Every leader should aim to create a positive workplace culture. According to research, it reduces healthcare costs, engages employees, and fosters loyalty. Pretty rewarding, right?
But workplace culture can deteriorate pretty quickly when not cultivated. When a company is experiencing stress from rapid growth, the first thing that goes out the window is culture. Rituals that were once celebrated or revered suddenly lose their place on the priority list.
So how do you nurture your workplace culture to ensure it’s eternally successful?
1. Be its Biggest Fan
Say your son plays little league but he wasn’t blessed in the coordination department (a nice way of saying he’s not exactly Babe Ruth). Despite his baseball shortcomings, you’re his number one cheerleader—because that’s what parents do. In the same way, you have to be the culture’s biggest fan – especially when company priorities shift.
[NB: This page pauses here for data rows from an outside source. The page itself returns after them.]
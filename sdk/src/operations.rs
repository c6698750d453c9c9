use crate::edm::model::EdmModel;
use crate::edm::primitive::PrimitiveValue;
use crate::error::ODataResult;
use ahash::AHashMap;
use std::sync::Arc;

/// Named arguments passed to a custom operation.
pub type ParameterMap = AHashMap<String, PrimitiveValue>;

/// Supplies source objects for one entity set.
pub trait EntityOperation: Send + Sync {
    /// Entity set this operation serves.
    fn entity_set(&self) -> &str;

    /// Fetch one object by key literal, as it appears inside the identifier
    /// parentheses (`42`, `'DE'`, `major=1,minor=2`).
    fn read(&self, key: &str) -> Option<Box<dyn EdmModel>>;

    /// Fetch the full collection.
    fn read_all(&self) -> Vec<Box<dyn EdmModel>>;
}

/// An unbound operation exposed by the service under its own name.
pub trait CustomOperation: Send + Sync {
    /// Name the operation is addressed by.
    fn name(&self) -> &str;

    /// Run the operation; `None` means it produced no payload.
    fn invoke(&self, params: &ParameterMap) -> ODataResult<Option<Box<dyn EdmModel>>>;
}

/// Explicit registries for entity and custom operations.
///
/// Built once at startup and handed to the service; nothing here is global
/// or lazily discovered.
#[derive(Default, Clone)]
pub struct OperationRegistry {
    entity_ops: AHashMap<String, Arc<dyn EntityOperation>>,
    functions: AHashMap<String, Arc<dyn CustomOperation>>,
}

impl OperationRegistry {
    pub fn new() -> Self {
        Self::default()
    }

    /// Register an entity operation under the set it serves. Re-registering
    /// a set replaces the earlier operation.
    pub fn register_entity(&mut self, op: Arc<dyn EntityOperation>) {
        self.entity_ops.insert(op.entity_set().to_string(), op);
    }

    /// Register a custom operation under its declared name.
    pub fn register_function(&mut self, op: Arc<dyn CustomOperation>) {
        self.functions.insert(op.name().to_string(), op);
    }

    pub fn entity(&self, entity_set: &str) -> Option<Arc<dyn EntityOperation>> {
        self.entity_ops.get(entity_set).cloned()
    }

    pub fn function(&self, name: &str) -> Option<Arc<dyn CustomOperation>> {
        self.functions.get(name).cloned()
    }

    /// Total number of registered operations
    pub fn len(&self) -> usize {
        self.entity_ops.len() + self.functions.len()
    }

    pub fn is_empty(&self) -> bool {
        self.entity_ops.is_empty() && self.functions.is_empty()
    }
}

#[cfg(test)]
mod tests {
    use super::*;
    use crate::edm::descriptor::{
        FieldDescriptor, FieldKind, FieldShape, TypeDescriptor, TypeKind, TypeRef,
    };
    use crate::edm::model::FieldValue;
    use crate::edm::primitive::{EdmPrimitive, PrimitiveType};

    static ITEM: TypeDescriptor = TypeDescriptor {
        name: "Item",
        namespace: "Test",
        kind: TypeKind::Entity {
            entity_set: "Items",
            keys: &["id"],
        },
        fields: &[FieldDescriptor {
            name: "id",
            kind: FieldKind::Property,
            shape: FieldShape::Single,
            ty: TypeRef::Primitive(PrimitiveType::Int32),
        }],
        parent: None,
    };

    #[derive(Clone)]
    struct Item {
        id: i32,
    }

    impl EdmModel for Item {
        fn descriptor(&self) -> &'static TypeDescriptor {
            &ITEM
        }

        fn field(&self, name: &str) -> FieldValue<'_> {
            match name {
                "id" => FieldValue::Primitive(self.id.into_edm()),
                _ => FieldValue::Null,
            }
        }
    }

    struct ItemOperation {
        items: Vec<Item>,
    }

    impl EntityOperation for ItemOperation {
        fn entity_set(&self) -> &str {
            "Items"
        }

        fn read(&self, key: &str) -> Option<Box<dyn EdmModel>> {
            self.items
                .iter()
                .find(|item| item.id.to_string() == key)
                .map(|item| Box::new(item.clone()) as Box<dyn EdmModel>)
        }

        fn read_all(&self) -> Vec<Box<dyn EdmModel>> {
            self.items
                .iter()
                .map(|item| Box::new(item.clone()) as Box<dyn EdmModel>)
                .collect()
        }
    }

    struct Ping;

    impl CustomOperation for Ping {
        fn name(&self) -> &str {
            "ping"
        }

        fn invoke(&self, params: &ParameterMap) -> ODataResult<Option<Box<dyn EdmModel>>> {
            let id = match params.get("id") {
                Some(PrimitiveValue::Int32(id)) => *id,
                _ => 0,
            };
            Ok(Some(Box::new(Item { id })))
        }
    }

    #[test]
    fn test_register_and_read() {
        let mut registry = OperationRegistry::new();
        registry.register_entity(Arc::new(ItemOperation {
            items: vec![Item { id: 1 }, Item { id: 2 }],
        }));

        let op = registry.entity("Items").unwrap();
        assert!(op.read("2").is_some());
        assert!(op.read("9").is_none());
        assert_eq!(op.read_all().len(), 2);
        assert!(registry.entity("Orders").is_none());
    }

    #[test]
    fn test_reregistering_replaces() {
        let mut registry = OperationRegistry::new();
        registry.register_entity(Arc::new(ItemOperation {
            items: vec![Item { id: 1 }],
        }));
        registry.register_entity(Arc::new(ItemOperation { items: vec![] }));

        assert_eq!(registry.len(), 1);
        assert!(registry.entity("Items").unwrap().read("1").is_none());
    }

    #[test]
    fn test_functions_found_by_name() {
        let mut registry = OperationRegistry::new();
        assert!(registry.is_empty());
        registry.register_function(Arc::new(Ping));

        let op = registry.function("ping").unwrap();
        let mut params = ParameterMap::default();
        params.insert("id".to_string(), PrimitiveValue::Int32(7));
        let result = op.invoke(&params).unwrap();
        assert!(result.is_some());
        assert!(registry.function("pong").is_none());
        assert_eq!(registry.len(), 1);
    }
}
The foundation of a good workplace culture is authenticity. If you believe in it and support it wholeheartedly, it creates a trickle-down effect. It can transform your employees from eye-rolling zombies to inspired participants. Our culture at Viverae® promotes healthy lifestyles. Any day of the week you’ll find our leadership eating in our healthy café, working out in the gym, or participating in peer challenges—because they live and breathe our company culture.
2. Hire the Right People
Johnny has all the qualifications for the job position, but he left you feeling uneasy—that’s probably a red flag. Hire with intent and intuition. It’s about finding the right fit for the job, and that means other things factor into the hiring process besides qualifications.
You need to hire qualified candidates who will also be inspired by your culture. Just like positive energy is contagious, so is negative energy. It only takes one misplaced hire to break down the atmosphere you’ve worked so hard to build.
3. Linger Around the Water Cooler
Don’t know your employees’ names? Don’t make time to talk to them? An unapproachable leader cannot cultivate a positive culture. Your employees will spend more time avoiding you than working harder for you.
Make time to talk to your employees on a level playing field. Build genuine relationships with them—it leads to trust and loyalty. This kind of workplace encourages creativity, which inspires productivity and innovation.
Buy into your own culture, hire the right people, and purposefully build relationships with your employees. I promise, you’ll start noticing changes around your office as your culture begins to thrive.